[RECORDS FOR PROCESSING — start]
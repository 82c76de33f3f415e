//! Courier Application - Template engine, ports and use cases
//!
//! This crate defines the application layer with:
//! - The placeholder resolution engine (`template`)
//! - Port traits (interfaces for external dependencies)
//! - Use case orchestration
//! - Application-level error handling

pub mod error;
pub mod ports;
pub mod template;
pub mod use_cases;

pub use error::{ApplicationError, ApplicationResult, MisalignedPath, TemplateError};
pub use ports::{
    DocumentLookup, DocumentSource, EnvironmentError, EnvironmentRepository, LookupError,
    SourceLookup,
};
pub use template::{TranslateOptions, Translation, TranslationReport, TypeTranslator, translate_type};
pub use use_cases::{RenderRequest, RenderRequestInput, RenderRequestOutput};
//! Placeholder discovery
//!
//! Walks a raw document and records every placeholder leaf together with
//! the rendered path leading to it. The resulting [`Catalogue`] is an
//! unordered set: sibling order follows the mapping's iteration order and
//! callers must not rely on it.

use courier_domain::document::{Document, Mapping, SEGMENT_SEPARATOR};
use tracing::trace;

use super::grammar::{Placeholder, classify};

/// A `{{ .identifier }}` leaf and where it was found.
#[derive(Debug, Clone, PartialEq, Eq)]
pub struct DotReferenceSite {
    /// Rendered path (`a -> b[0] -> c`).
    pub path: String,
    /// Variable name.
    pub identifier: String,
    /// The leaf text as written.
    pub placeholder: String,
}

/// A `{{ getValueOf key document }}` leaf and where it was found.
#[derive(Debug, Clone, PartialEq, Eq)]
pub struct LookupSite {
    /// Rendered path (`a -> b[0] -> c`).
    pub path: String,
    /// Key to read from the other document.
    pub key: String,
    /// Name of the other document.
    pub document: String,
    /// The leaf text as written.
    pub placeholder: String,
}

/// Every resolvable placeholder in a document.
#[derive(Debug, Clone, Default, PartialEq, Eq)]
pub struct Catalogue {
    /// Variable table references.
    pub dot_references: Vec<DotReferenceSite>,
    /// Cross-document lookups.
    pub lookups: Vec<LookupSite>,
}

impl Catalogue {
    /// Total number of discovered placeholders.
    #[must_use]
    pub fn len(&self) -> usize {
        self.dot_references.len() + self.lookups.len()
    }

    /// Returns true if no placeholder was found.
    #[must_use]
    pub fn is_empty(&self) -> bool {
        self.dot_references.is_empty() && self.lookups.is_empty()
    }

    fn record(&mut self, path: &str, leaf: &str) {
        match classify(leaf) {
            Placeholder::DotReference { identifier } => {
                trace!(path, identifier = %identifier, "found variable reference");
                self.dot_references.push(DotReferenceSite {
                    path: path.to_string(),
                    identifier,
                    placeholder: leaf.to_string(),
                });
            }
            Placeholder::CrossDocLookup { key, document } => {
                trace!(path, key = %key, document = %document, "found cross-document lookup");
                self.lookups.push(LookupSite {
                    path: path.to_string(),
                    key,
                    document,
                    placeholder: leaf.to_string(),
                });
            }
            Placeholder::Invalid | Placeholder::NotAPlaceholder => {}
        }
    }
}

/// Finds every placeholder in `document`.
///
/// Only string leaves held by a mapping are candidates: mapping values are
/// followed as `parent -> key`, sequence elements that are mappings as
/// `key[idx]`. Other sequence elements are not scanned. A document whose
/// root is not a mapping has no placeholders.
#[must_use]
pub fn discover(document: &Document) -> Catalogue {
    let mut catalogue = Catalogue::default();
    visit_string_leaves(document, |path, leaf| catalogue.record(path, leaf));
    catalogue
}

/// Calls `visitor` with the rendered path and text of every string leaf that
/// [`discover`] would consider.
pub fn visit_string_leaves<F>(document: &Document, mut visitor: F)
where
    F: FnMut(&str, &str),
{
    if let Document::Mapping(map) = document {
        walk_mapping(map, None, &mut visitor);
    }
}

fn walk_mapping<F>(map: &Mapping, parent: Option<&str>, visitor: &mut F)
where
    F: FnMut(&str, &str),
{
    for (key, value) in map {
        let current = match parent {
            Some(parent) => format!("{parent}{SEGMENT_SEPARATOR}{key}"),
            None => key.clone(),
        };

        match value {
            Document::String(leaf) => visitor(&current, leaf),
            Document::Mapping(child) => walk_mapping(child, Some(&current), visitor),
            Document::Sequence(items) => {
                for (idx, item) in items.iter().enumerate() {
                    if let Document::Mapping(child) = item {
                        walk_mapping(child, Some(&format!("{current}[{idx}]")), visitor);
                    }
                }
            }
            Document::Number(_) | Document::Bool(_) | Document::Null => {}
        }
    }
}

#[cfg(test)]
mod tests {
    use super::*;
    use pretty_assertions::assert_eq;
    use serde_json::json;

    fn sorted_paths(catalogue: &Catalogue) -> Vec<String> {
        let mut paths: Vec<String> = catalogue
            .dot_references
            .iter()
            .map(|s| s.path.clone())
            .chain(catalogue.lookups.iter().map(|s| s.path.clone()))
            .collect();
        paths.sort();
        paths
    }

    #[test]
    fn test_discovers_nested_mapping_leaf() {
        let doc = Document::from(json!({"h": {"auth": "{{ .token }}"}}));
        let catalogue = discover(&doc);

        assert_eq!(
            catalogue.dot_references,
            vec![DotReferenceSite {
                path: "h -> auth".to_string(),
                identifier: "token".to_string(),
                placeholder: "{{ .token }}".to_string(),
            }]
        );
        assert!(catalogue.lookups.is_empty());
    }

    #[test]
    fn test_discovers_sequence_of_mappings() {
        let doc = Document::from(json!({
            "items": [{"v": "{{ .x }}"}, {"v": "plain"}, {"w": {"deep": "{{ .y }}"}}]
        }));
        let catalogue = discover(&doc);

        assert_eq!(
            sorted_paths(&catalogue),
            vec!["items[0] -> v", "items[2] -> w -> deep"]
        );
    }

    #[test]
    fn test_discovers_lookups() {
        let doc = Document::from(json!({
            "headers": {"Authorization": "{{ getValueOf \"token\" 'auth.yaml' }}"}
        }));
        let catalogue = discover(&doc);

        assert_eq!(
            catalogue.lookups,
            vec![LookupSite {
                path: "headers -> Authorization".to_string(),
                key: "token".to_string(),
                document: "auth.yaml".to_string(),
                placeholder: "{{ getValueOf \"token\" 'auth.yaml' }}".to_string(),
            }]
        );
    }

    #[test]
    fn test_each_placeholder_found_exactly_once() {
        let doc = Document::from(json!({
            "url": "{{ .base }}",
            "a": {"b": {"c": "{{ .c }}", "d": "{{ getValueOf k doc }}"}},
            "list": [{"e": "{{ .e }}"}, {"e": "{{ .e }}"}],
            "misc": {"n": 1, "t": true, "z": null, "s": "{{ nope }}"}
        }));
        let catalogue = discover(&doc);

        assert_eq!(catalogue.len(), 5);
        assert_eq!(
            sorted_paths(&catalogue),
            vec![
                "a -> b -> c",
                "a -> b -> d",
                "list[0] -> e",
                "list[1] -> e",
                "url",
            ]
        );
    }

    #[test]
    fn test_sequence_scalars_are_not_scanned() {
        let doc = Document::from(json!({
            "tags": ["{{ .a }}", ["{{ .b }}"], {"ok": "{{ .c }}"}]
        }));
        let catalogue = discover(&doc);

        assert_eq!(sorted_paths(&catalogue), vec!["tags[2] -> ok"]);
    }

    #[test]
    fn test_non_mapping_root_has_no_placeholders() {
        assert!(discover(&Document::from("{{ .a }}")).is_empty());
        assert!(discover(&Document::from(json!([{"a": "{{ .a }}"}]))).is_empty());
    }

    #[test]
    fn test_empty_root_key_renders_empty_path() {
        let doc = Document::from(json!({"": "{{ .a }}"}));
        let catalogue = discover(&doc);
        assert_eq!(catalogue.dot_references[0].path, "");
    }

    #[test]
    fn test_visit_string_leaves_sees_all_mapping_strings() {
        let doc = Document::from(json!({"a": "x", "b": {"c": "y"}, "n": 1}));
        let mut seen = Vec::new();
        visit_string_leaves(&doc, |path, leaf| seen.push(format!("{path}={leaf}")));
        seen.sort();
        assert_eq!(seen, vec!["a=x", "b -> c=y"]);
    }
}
[RECORDS FOR PROCESSING — finish]
**DESCRIPTION OF THE TASK**
Sift the data above for lines with "identifier", then copy each one.

**TASK SOLUTION**
/// A `{{ .identifier }}` leaf and where it was found.
    pub identifier: String,
            Placeholder::DotReference { identifier } => {
                trace!(path, identifier = %identifier, "found variable reference");
                    identifier,
                identifier: "token".to_string(),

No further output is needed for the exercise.